- _Task goal_:
Extract each line of the records below that contains the word "gone".

--- START ---

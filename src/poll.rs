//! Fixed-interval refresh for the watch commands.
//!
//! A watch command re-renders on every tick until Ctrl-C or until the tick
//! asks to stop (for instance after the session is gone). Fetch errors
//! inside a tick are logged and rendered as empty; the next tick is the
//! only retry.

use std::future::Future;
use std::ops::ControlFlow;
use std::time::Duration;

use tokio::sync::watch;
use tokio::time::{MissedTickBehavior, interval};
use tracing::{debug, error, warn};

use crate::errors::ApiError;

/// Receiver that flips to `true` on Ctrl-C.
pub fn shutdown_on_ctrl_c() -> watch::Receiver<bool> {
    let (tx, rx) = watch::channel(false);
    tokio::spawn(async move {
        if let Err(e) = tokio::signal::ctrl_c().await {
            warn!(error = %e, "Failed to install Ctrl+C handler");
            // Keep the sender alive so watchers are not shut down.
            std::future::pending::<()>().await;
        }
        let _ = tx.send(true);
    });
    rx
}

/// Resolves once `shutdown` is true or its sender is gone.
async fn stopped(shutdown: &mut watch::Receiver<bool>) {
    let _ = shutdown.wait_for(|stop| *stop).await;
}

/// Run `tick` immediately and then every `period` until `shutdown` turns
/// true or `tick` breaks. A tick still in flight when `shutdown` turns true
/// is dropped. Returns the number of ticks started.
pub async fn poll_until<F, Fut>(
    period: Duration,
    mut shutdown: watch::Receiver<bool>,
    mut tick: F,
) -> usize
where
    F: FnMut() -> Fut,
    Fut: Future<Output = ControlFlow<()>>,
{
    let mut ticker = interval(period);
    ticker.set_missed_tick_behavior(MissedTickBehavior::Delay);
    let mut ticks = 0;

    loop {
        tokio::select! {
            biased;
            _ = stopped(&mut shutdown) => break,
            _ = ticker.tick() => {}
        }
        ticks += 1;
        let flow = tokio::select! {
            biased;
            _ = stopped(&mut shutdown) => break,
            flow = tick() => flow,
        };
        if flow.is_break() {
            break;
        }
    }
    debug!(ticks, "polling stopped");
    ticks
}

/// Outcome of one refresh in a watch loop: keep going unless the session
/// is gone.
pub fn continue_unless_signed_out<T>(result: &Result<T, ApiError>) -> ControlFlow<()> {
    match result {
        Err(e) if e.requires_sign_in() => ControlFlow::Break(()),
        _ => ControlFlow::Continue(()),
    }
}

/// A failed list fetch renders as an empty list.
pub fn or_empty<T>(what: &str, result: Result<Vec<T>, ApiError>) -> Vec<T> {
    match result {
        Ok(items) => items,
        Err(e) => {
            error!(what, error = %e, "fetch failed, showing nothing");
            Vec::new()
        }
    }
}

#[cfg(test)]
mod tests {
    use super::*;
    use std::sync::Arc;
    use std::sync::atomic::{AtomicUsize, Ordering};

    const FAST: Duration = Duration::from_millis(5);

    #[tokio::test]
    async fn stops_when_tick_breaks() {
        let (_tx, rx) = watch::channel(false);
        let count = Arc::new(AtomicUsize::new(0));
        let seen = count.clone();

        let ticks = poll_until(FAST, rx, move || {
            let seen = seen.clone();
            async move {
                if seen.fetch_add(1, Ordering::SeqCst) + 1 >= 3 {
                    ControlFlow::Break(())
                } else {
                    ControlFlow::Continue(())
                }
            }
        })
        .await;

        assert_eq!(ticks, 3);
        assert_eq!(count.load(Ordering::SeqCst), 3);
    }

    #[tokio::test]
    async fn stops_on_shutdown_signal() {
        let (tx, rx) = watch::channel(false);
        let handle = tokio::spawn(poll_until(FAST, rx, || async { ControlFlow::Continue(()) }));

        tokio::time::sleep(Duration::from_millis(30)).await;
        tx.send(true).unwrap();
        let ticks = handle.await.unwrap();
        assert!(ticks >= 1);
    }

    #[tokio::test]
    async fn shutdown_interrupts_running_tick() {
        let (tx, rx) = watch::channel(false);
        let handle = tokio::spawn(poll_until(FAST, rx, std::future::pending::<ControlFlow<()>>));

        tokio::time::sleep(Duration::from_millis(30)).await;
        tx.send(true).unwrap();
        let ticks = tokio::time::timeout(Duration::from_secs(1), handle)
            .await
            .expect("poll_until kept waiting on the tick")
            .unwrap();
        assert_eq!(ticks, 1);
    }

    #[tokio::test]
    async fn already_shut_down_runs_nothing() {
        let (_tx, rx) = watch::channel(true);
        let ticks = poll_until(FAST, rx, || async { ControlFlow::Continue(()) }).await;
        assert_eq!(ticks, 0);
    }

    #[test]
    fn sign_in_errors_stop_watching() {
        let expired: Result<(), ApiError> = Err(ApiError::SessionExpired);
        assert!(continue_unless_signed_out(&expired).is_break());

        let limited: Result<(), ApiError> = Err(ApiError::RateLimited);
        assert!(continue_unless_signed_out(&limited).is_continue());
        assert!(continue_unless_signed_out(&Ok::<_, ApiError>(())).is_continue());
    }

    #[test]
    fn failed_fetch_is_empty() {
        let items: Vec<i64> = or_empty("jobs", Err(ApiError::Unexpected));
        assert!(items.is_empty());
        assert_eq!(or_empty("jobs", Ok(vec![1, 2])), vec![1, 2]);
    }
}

--- END ---
--- START ---

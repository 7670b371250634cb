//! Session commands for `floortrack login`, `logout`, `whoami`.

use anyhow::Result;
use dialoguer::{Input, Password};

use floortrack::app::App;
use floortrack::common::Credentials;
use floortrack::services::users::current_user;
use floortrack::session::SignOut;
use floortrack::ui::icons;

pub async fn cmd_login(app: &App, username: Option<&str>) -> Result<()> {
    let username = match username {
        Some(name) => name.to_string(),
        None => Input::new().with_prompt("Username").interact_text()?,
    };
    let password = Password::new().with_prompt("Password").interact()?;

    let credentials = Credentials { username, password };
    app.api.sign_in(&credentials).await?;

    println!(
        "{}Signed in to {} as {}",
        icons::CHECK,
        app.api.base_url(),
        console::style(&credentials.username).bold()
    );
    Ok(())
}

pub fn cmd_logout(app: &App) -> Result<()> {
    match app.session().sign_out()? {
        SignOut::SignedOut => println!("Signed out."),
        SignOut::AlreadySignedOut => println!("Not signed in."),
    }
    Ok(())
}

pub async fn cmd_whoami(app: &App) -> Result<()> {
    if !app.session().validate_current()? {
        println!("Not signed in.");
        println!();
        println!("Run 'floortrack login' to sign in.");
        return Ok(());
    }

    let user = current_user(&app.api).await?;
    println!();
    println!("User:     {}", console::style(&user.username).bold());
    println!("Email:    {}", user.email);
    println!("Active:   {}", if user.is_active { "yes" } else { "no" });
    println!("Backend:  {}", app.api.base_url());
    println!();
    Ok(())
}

--- END ---

- _Exercise solution_:
//! asks to stop (for instance after the session is gone). Fetch errors
/// Resolves once `shutdown` is true or its sender is gone.
/// is gone.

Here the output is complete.